▶ Collected data entries:

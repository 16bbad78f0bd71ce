//! Recursive-wildcard glob matching over path segments.
//!
//! Patterns are split into segments at separators. Within a segment:
//! - `*` matches zero or more characters
//! - `?` matches exactly one character
//!
//! A segment consisting solely of `**` matches zero or more whole segments.
//! A trailing separator is shorthand for a trailing `**` (`alpha/` means
//! `alpha/**`).
//!
//! Both `/` and `\` are accepted as separators in patterns; they are rewritten
//! to the family's native separator before splitting.

use std::collections::HashSet;

use crate::path::PathFamily;

/// The descendant wildcard.
pub const DEEP_TREE_MATCH: &str = "**";

/// Check if a pattern contains wildcard characters.
pub fn has_wildcards(pattern: &str) -> bool {
    pattern.contains('*') || pattern.contains('?')
}

/// Kind of filesystem entry a path refers to.
#[derive(Debug, Clone, Copy, PartialEq, Eq)]
pub enum EntryKind {
    File,
    Directory,
}

/// One pattern segment.
#[derive(Debug, Clone, PartialEq, Eq)]
pub enum Segment {
    /// `**`: zero or more whole segments.
    Deep,
    /// A single segment, possibly containing `?` and `*`.
    Literal(String),
}

impl Segment {
    fn parse(token: &str) -> Self {
        if token == DEEP_TREE_MATCH {
            Self::Deep
        } else {
            Self::Literal(token.to_string())
        }
    }

    pub fn is_deep(&self) -> bool {
        matches!(self, Self::Deep)
    }
}

/// A path split into segments, with the root (if any) as the first segment.
#[derive(Debug, Clone, PartialEq, Eq, Default)]
pub struct TokenizedPath {
    tokens: Vec<String>,
}

impl TokenizedPath {
    /// Split a path using the family's syntax.
    pub fn new(path: &str, family: &dyn PathFamily) -> Self {
        let (root, rest) = family.dissect(path);
        let mut tokens = Vec::new();
        if !root.is_empty() {
            tokens.push(root);
        }
        tokens.extend(
            rest.split(|c| family.is_separator(c))
                .filter(|s| !s.is_empty())
                .map(str::to_string),
        );
        Self { tokens }
    }

    /// Build from segments that are already split.
    pub fn from_segments<I, S>(segments: I) -> Self
    where
        I: IntoIterator<Item = S>,
        S: Into<String>,
    {
        Self {
            tokens: segments.into_iter().map(Into::into).collect(),
        }
    }

    pub fn tokens(&self) -> &[String] {
        &self.tokens
    }

    pub fn len(&self) -> usize {
        self.tokens.len()
    }

    /// The empty path: the scan root.
    pub fn is_empty(&self) -> bool {
        self.tokens.is_empty()
    }

    /// Join the segments with `separator`.
    pub fn join(&self, separator: char) -> String {
        let mut out = String::new();
        for (i, token) in self.tokens.iter().enumerate() {
            if i > 0 && !out.ends_with(separator) {
                out.push(separator);
            }
            out.push_str(token);
        }
        out
    }
}

/// A parsed glob pattern.
#[derive(Debug, Clone, PartialEq, Eq)]
pub struct Pattern {
    raw: String,
    segments: Vec<Segment>,
    trailing_separator: bool,
}

impl Pattern {
    /// Parse a pattern using the family's separator and root syntax.
    pub fn parse(raw: &str, family: &dyn PathFamily) -> Self {
        let sep = family.separator();
        let native: String = raw
            .chars()
            .map(|c| if c == '/' || c == '\\' { sep } else { c })
            .collect();
        let trailing_separator = native.ends_with(sep);

        let mut segments: Vec<Segment> = TokenizedPath::new(&native, family)
            .tokens
            .iter()
            .map(|t| Segment::parse(t))
            .collect();
        if trailing_separator {
            segments.push(Segment::Deep);
        }

        Self {
            raw: raw.to_string(),
            segments,
            trailing_separator,
        }
    }

    /// The pattern as written.
    pub fn as_str(&self) -> &str {
        &self.raw
    }

    pub fn segments(&self) -> &[Segment] {
        &self.segments
    }

    /// Whether the pattern was written with a trailing separator.
    pub fn has_trailing_separator(&self) -> bool {
        self.trailing_separator
    }

    /// Whether the last segment is `**`.
    pub fn ends_with_deep(&self) -> bool {
        self.segments.last().is_some_and(Segment::is_deep)
    }

    /// Whether the pattern consists of nothing but `**` segments.
    ///
    /// Such patterns are the only ones that select the scan root.
    pub fn matches_root(&self) -> bool {
        !self.segments.is_empty() && self.segments.iter().all(Segment::is_deep)
    }

    /// Whether every segment of `path` is consumed by the pattern.
    ///
    /// The empty path never matches.
    pub fn matches(&self, path: &TokenizedPath, case_sensitive: bool) -> bool {
        if path.is_empty() {
            return false;
        }
        match_segments(&self.segments, &path.tokens, case_sensitive)
    }

    /// Match an entry, honouring the trailing-separator rule.
    ///
    /// `alpha/` selects the directory `alpha` and everything below it, but a
    /// file must be a strict descendant of `alpha`.
    pub fn matches_entry(&self, path: &TokenizedPath, kind: EntryKind, case_sensitive: bool) -> bool {
        if kind == EntryKind::File && self.trailing_separator {
            if path.is_empty() {
                return false;
            }
            let mut segments = self.segments.clone();
            segments.pop();
            segments.push(Segment::Literal("*".to_string()));
            segments.push(Segment::Deep);
            return match_segments(&segments, &path.tokens, case_sensitive);
        }
        self.matches(path, case_sensitive)
    }

    /// Whether some path below `dir` could match the pattern.
    pub fn matches_start(&self, dir: &TokenizedPath, case_sensitive: bool) -> bool {
        match_segments_start(&self.segments, &dir.tokens, case_sensitive)
    }

    /// Whether the pattern ends in `**` and its prefix matches `dir`, so that
    /// everything below `dir` matches.
    pub fn matches_all_below(&self, dir: &TokenizedPath, case_sensitive: bool) -> bool {
        if !self.ends_with_deep() || dir.is_empty() {
            return false;
        }
        let prefix = &self.segments[..self.segments.len() - 1];
        match_segments(prefix, &dir.tokens, case_sensitive)
    }
}

/// Match `path` against `pattern`, both split by the family's separator.
///
/// Every path segment must be consumed. The empty path never matches, not
/// even `**`.
pub fn match_path(family: &dyn PathFamily, pattern: &str, path: &str, case_sensitive: bool) -> bool {
    let path = TokenizedPath::new(path, family);
    Pattern::parse(pattern, family).matches(&path, case_sensitive)
}

/// Whether a subtree rooted at `path` could contain a match for `pattern`.
///
/// A pattern-start test: `true` when `path` is consumed by a prefix of the
/// pattern or when a `**` is reached.
pub fn match_pattern_start(
    family: &dyn PathFamily,
    pattern: &str,
    path: &str,
    case_sensitive: bool,
) -> bool {
    let path = TokenizedPath::new(path, family);
    Pattern::parse(pattern, family).matches_start(&path, case_sensitive)
}

fn match_segments(pattern: &[Segment], path: &[String], case_sensitive: bool) -> bool {
    let mut failed = HashSet::new();
    match_from(pattern, 0, path, 0, case_sensitive, &mut failed)
}

/// Backtracking matcher. `**` first consumes nothing, then one more segment
/// per retry. Failed `(pattern, path)` positions are memoised so chains of
/// `**` stay polynomial.
fn match_from(
    pattern: &[Segment],
    pi: usize,
    path: &[String],
    si: usize,
    case_sensitive: bool,
    failed: &mut HashSet<(usize, usize)>,
) -> bool {
    if failed.contains(&(pi, si)) {
        return false;
    }

    let matched = match pattern.get(pi) {
        None => si == path.len(),
        Some(Segment::Deep) => {
            let mut next = pi + 1;
            while pattern.get(next).is_some_and(Segment::is_deep) {
                next += 1;
            }
            if next == pattern.len() {
                true
            } else {
                (si..=path.len()).any(|skip| match_from(pattern, next, path, skip, case_sensitive, failed))
            }
        }
        Some(Segment::Literal(segment)) => match path.get(si) {
            Some(name) => {
                match_segment(segment, name, case_sensitive)
                    && match_from(pattern, pi + 1, path, si + 1, case_sensitive, failed)
            }
            None => false,
        },
    };

    if !matched {
        failed.insert((pi, si));
    }
    matched
}

fn match_segments_start(pattern: &[Segment], path: &[String], case_sensitive: bool) -> bool {
    let mut pi = 0;
    let mut si = 0;
    while pi < pattern.len() && si < path.len() {
        match &pattern[pi] {
            Segment::Deep => return true,
            Segment::Literal(segment) => {
                if !match_segment(segment, &path[si], case_sensitive) {
                    return false;
                }
            }
        }
        pi += 1;
        si += 1;
    }
    // Path exhausted: the rest of the pattern may still match below it.
    // Pattern exhausted with path left over: nothing below can match.
    si == path.len()
}

/// Match one segment against a name using `?` and `*`.
pub fn match_segment(pattern: &str, name: &str, case_sensitive: bool) -> bool {
    let pattern: Vec<char> = pattern.chars().collect();
    let name: Vec<char> = name.chars().collect();

    let mut pi = 0;
    let mut ni = 0;
    let mut star: Option<usize> = None;
    let mut mark = 0;

    while ni < name.len() {
        if pi < pattern.len() && pattern[pi] == '*' {
            star = Some(pi);
            mark = ni;
            pi += 1;
        } else if pi < pattern.len()
            && (pattern[pi] == '?' || chars_equal(pattern[pi], name[ni], case_sensitive))
        {
            pi += 1;
            ni += 1;
        } else if let Some(star_at) = star {
            // Let the last `*` swallow one more character and retry.
            pi = star_at + 1;
            mark += 1;
            ni = mark;
        } else {
            return false;
        }
    }

    while pi < pattern.len() && pattern[pi] == '*' {
        pi += 1;
    }
    pi == pattern.len()
}

fn chars_equal(a: char, b: char, case_sensitive: bool) -> bool {
    if a == b {
        return true;
    }
    !case_sensitive && a.to_lowercase().eq(b.to_lowercase())
}

#[cfg(test)]
mod tests {
    use super::*;
    use crate::path::{DosFamily, UnixFamily};

    fn m(pattern: &str, path: &str) -> bool {
        match_path(&UnixFamily, pattern, path, true)
    }

    #[test]
    fn test_segment_wildcards() {
        assert!(match_segment("*.xml", "beta.xml", true));
        assert!(match_segment("b?ta.*", "beta.xml", true));
        assert!(match_segment("*", "", true));
        assert!(match_segment("a*b*c", "aXXbYYc", true));
        assert!(!match_segment("a*b*c", "aXXbYY", true));
        assert!(!match_segment("?", "", true));
        assert!(!match_segment("GAMMA.XML", "gamma.xml", true));
        assert!(match_segment("GAMMA.XML", "gamma.xml", false));
    }

    #[test]
    fn test_deep_wildcard_matches_nonempty_paths_only() {
        assert!(m("**", "a"));
        assert!(m("**", "a/b/c"));
        assert!(!m("**", ""));
    }

    #[test]
    fn test_deep_wildcard_consumes_whole_segments() {
        assert!(m("**/gamma.xml", "gamma.xml"));
        assert!(m("**/gamma.xml", "alpha/beta/gamma/gamma.xml"));
        assert!(m("alpha/**/gamma.xml", "alpha/gamma.xml"));
        assert!(m("alpha/**/gamma/*.xml", "alpha/beta/gamma/gamma.xml"));
        assert!(!m("alpha/**/gamma.xml", "alphabet/gamma.xml"));
        assert!(!m("al**", "alpha/beta"));
        assert!(m("al**", "alpha"));
    }

    #[test]
    fn test_consecutive_deep_wildcards() {
        assert!(m("**/**/x", "x"));
        assert!(m("a/**/**/**/z", "a/b/c/d/e/z"));
        assert!(!m("a/**/**/**/z", "a/b/c/d/e/y"));
    }

    #[test]
    fn test_literal_requires_every_segment() {
        assert!(m("alpha", "alpha"));
        assert!(!m("alpha", "alpha/beta"));
        assert!(!m("alpha/beta", "alpha"));
    }

    #[test]
    fn test_trailing_separator() {
        let p = Pattern::parse("alpha/", &UnixFamily);
        assert!(p.has_trailing_separator());
        let alpha = TokenizedPath::from_segments(["alpha"]);
        let child = TokenizedPath::from_segments(["alpha", "beta.xml"]);
        assert!(p.matches_entry(&alpha, EntryKind::Directory, true));
        assert!(!p.matches_entry(&alpha, EntryKind::File, true));
        assert!(p.matches_entry(&child, EntryKind::File, true));
    }

    #[test]
    fn test_pattern_start() {
        let f = &UnixFamily;
        assert!(match_pattern_start(f, "alpha/beta/*.xml", "alpha", true));
        assert!(match_pattern_start(f, "alpha/beta/*.xml", "alpha/beta", true));
        assert!(!match_pattern_start(f, "alpha/beta/*.xml", "delta", true));
        assert!(!match_pattern_start(f, "alpha/beta", "alpha/beta/gamma", true));
        assert!(match_pattern_start(f, "alpha/**", "alpha/beta/gamma", true));
        assert!(match_pattern_start(f, "**/x", "anything", true));
        assert!(match_pattern_start(f, "alpha", "", true));
    }

    #[test]
    fn test_matches_all_below() {
        let f = &UnixFamily;
        let p = Pattern::parse("alpha/**", f);
        assert!(p.matches_all_below(&TokenizedPath::from_segments(["alpha"]), true));
        assert!(!p.matches_all_below(&TokenizedPath::from_segments(["delta"]), true));
        let bare = Pattern::parse("alpha", f);
        assert!(!bare.matches_all_below(&TokenizedPath::from_segments(["alpha"]), true));
    }

    #[test]
    fn test_root_patterns() {
        let f = &UnixFamily;
        assert!(Pattern::parse("**", f).matches_root());
        assert!(Pattern::parse("**/**", f).matches_root());
        assert!(!Pattern::parse("**/x", f).matches_root());
        assert!(!Pattern::parse("", f).matches_root());
    }

    #[test]
    fn test_absolute_patterns_keep_their_root() {
        assert!(m("/tmp/**", "/tmp/a"));
        assert!(!m("/tmp/**", "tmp/a"));
        assert!(!m("tmp/**", "/tmp/a"));
    }

    #[test]
    fn test_dos_family_accepts_both_separators() {
        let f = &DosFamily;
        assert!(match_path(f, "alpha/**/*.xml", "alpha\\beta\\beta.xml", true));
        assert!(match_path(f, "alpha\\beta\\", "alpha\\beta\\x", true));
        assert!(match_path(f, "c:/src/**", "C:\\src\\main.rs", false));
        assert!(!match_path(f, "c:/src/**", "C:\\src\\main.rs", true));
    }

    #[test]
    fn test_has_wildcards() {
        assert!(has_wildcards("*.rs"));
        assert!(has_wildcards("a?c"));
        assert!(!has_wildcards("src/main.rs"));
    }
}
//! Error types for command-line handling.

use thiserror::Error;

/// Errors raised while splitting or quoting command lines.
#[derive(Debug, Clone, PartialEq, Eq, Error)]
pub enum ParseError {
    /// A quote was opened but never closed.
    #[error("unbalanced quotes in {input}")]
    UnbalancedQuotes { input: String },

    /// An argument holds both quote characters and cannot be quoted.
    #[error("Can't handle single and double quotes in same argument: {argument}")]
    ConflictingQuotes { argument: String },
}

▶ What is required: Look over the data above and show each line that contains "splitting".

▶ Problem solution:
//! to the family's native separator before splitting.
/// Errors raised while splitting or quoting command lines.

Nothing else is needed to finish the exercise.